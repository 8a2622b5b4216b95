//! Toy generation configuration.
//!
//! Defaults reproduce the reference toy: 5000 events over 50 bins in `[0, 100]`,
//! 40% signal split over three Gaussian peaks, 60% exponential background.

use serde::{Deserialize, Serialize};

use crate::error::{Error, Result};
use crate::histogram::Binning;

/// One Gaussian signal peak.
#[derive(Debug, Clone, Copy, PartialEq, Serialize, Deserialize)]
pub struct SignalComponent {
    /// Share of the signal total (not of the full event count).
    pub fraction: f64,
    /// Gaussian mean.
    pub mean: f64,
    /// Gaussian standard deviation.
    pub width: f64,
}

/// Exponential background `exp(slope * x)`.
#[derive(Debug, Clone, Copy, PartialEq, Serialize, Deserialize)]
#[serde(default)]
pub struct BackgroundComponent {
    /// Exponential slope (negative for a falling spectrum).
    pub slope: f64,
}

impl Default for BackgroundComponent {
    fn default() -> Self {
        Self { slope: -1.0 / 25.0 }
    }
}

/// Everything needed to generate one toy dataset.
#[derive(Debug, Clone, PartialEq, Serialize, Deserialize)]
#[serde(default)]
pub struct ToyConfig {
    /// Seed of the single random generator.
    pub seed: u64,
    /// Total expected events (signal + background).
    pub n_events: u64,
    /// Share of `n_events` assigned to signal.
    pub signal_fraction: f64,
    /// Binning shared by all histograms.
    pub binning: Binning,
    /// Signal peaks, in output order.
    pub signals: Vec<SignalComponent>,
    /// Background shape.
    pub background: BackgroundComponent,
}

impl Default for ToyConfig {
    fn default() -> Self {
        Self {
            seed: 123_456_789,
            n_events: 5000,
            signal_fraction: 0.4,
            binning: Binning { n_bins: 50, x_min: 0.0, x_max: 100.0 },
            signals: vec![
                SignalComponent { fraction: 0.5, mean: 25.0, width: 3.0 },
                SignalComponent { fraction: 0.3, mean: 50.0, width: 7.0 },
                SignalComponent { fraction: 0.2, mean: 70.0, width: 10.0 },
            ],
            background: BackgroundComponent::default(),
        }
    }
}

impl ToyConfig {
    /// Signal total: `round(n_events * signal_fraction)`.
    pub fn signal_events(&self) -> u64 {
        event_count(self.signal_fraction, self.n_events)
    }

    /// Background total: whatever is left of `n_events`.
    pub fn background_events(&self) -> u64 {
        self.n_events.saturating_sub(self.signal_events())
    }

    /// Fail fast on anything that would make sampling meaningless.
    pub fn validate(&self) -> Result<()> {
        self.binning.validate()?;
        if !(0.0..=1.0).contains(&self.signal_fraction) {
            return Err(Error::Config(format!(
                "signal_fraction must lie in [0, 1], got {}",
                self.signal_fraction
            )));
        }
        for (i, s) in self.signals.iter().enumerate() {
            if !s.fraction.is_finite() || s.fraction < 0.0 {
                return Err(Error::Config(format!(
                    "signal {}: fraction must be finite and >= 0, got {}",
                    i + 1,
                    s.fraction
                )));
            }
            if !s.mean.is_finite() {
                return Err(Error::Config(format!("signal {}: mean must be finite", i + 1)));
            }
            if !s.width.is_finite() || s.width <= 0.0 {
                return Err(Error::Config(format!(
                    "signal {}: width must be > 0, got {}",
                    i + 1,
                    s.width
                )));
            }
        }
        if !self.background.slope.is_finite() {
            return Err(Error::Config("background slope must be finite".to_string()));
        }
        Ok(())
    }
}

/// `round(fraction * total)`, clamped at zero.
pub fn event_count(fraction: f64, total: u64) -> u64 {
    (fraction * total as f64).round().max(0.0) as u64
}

---

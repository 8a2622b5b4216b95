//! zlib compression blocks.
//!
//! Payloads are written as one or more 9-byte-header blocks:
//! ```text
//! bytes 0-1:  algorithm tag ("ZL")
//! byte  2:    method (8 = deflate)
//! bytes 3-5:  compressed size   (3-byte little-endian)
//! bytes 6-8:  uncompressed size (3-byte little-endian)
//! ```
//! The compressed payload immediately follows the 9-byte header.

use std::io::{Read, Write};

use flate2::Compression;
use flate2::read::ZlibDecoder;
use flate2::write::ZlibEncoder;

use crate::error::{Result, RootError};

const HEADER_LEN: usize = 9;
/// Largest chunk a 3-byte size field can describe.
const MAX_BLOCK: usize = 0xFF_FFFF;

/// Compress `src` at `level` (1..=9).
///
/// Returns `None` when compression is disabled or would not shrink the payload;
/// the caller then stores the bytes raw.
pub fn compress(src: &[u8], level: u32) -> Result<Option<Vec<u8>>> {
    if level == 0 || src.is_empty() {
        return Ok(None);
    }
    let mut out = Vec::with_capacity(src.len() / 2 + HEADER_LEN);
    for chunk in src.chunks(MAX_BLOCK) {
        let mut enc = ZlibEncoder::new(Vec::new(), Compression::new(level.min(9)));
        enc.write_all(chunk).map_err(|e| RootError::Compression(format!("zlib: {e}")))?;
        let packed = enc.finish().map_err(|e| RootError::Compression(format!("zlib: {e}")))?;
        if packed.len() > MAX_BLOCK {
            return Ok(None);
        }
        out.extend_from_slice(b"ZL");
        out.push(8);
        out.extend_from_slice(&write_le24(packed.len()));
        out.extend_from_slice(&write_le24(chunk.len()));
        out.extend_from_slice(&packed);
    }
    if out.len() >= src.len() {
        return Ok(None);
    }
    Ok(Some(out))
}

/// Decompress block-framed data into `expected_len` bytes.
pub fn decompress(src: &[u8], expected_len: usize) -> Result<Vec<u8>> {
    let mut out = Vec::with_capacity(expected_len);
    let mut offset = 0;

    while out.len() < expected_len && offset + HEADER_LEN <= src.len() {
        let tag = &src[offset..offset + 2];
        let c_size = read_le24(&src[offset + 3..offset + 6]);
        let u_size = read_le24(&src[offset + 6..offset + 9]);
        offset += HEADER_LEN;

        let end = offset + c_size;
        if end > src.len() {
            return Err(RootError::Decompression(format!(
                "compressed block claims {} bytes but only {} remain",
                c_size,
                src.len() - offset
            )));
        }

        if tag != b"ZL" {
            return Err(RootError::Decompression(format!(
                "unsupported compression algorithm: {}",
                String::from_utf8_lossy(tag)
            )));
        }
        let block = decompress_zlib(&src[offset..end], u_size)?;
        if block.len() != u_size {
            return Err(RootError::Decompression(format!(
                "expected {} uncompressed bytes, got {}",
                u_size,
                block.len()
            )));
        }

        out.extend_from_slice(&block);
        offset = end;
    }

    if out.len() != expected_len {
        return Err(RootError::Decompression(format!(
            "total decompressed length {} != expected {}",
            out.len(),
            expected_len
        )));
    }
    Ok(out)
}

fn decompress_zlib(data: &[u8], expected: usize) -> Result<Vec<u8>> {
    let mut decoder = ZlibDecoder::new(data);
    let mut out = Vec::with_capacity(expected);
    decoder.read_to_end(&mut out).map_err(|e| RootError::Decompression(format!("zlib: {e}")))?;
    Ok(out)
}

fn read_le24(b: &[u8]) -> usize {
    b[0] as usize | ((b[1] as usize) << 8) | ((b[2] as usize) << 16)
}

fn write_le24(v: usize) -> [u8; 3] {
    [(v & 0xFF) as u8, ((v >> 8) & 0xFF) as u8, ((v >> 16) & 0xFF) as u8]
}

---

■ INSTRUCTIONS FOR THE TASK: Note every line above where the string "BackgroundComponent" shows up, and copy those lines.

■ RESPONSE TO THIS EXERCISE:
pub struct BackgroundComponent {
impl Default for BackgroundComponent {
    pub background: BackgroundComponent,
            background: BackgroundComponent::default(),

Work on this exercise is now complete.